Alan Bennett’s amusing satire is set in a grand old stately home in South Yorkshire. Built in 1465, cold and damp, it is sorely in need of repair. Its poverty-stricken owners are faced with a number of choices. The house could be sold to a consortium (money no object) who want to pull it down and rebuild it in Devon or Wiltshire, and only allow an elite to see its interior. It could be rented out on a regular basis to a film company who make porn movies. The contents could be auctioned off. Or it could all be given to the National Trust. That’s what the archdeacon, one of its owners, wants to happen. Her elder sister, not keen to have the general public traipsing through the rooms and invading her privacy, prefers the first two options.
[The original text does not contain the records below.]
//! Import run statistics
//!
//! Mutable run context threaded explicitly through the pipeline stages.
//! Everything the operator report needs accumulates here.

use std::collections::HashMap;
use std::path::PathBuf;

/// Cap on sample order ids kept per unmatched item (display only)
const UNMATCHED_SAMPLE_CAP: usize = 3;

/// One de-duplicated unmatched catalog item.
#[derive(Debug, Clone)]
pub struct UnmatchedProduct {
    pub item_name: String,
    pub price_cents: i64,
    pub count: u32,
    pub sample_order_ids: Vec<String>,
}

/// Aggregate counters and findings for one import run.
#[derive(Debug, Default)]
pub struct ImportRunStats {
    /// Parsed rows (rows failing column validation are not counted)
    pub total_items: u32,
    /// Rows classified as adjustments (not purchases)
    pub skipped_adjustment: u32,
    pub skipped_no_product_match: u32,
    pub users_created: u32,
    pub memberships_created: u32,
    pub memberships_updated: u32,
    pub couple_memberships: u32,
    pub adjustments_applied: u32,
    pub adjustments_failed: u32,
    pub warnings: Vec<String>,
    unmatched: HashMap<(String, i64), UnmatchedProduct>,
    pub log_path: PathBuf,
}

impl ImportRunStats {
    /// Record a row-level warning with its 1-based CSV line number.
    pub fn warn(&mut self, line: usize, message: impl std::fmt::Display) {
        let warning = format!("line {}: {}", line, message);
        tracing::warn!("{}", warning);
        self.warnings.push(warning);
    }

    /// Fold an unmatched item into the de-duplicated tally.
    pub fn record_unmatched(&mut self, item_name: &str, price_cents: i64, order_id: &str) {
        let entry = self
            .unmatched
            .entry((item_name.to_string(), price_cents))
            .or_insert_with(|| UnmatchedProduct {
                item_name: item_name.to_string(),
                price_cents,
                count: 0,
                sample_order_ids: Vec::new(),
            });
        entry.count += 1;
        if entry.sample_order_ids.len() < UNMATCHED_SAMPLE_CAP {
            entry.sample_order_ids.push(order_id.to_string());
        }
    }

    /// Unmatched items, most frequent first.
    pub fn unmatched_products(&self) -> Vec<&UnmatchedProduct> {
        let mut items: Vec<_> = self.unmatched.values().collect();
        items.sort_by(|a, b| {
            b.count
                .cmp(&a.count)
                .then_with(|| a.item_name.cmp(&b.item_name))
        });
        items
    }
}

#[cfg(test)]
mod tests {
    use super::*;

    #[test]
    fn unmatched_items_deduplicate_by_name_and_price() {
        let mut stats = ImportRunStats::default();
        stats.record_unmatched("Mystery Item", 12300, "1");
        stats.record_unmatched("Mystery Item", 12300, "2");
        // Same name, different price: separate entry
        stats.record_unmatched("Mystery Item", 9900, "3");

        let items = stats.unmatched_products();
        assert_eq!(items.len(), 2);
        assert_eq!(items[0].count, 2);
        assert_eq!(items[0].sample_order_ids, vec!["1", "2"]);
    }

    #[test]
    fn sample_order_ids_are_capped() {
        let mut stats = ImportRunStats::default();
        for i in 0..10 {
            stats.record_unmatched("Mystery Item", 500, &i.to_string());
        }
        let items = stats.unmatched_products();
        assert_eq!(items[0].count, 10);
        assert_eq!(items[0].sample_order_ids.len(), UNMATCHED_SAMPLE_CAP);
    }

    #[test]
    fn warnings_carry_line_numbers() {
        let mut stats = ImportRunStats::default();
        stats.warn(7, "expected 16 columns, found 17");
        assert_eq!(stats.warnings.len(), 1);
        assert!(stats.warnings[0].starts_with("line 7:"));
    }
}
People, she contends, spoil things. Frances de la Tour is the elder sister, who looks like a bag-lady, lives in the past, and is still reading newspapers thirty years old. She gets a chance to wear her 1950’s wardrobe and is momentarily rejuvenated. Linda Bassett is her companion. Jean Cadell is the lesbian archdeacon and Nicholas Le Prevost, representing the National Trust, keen to fill the Trust’s coffers, latches on to anything tasteless and interactive. He anticpates that a row of chamber pots, filled with the urine of famous visitors (including Rudyard Kipling, Bernard Shaw and Thomas Hardy) and which have been lovingly preserved in a cupboard, could easily become a major tourist attraction. The high spot of Nicholas Hytner’s production is the actual transformation, before our very eyes, of the stately room from dirty dust-sheet squalor to spotlessly clean and its former Robert Adams neoclassical grandeur.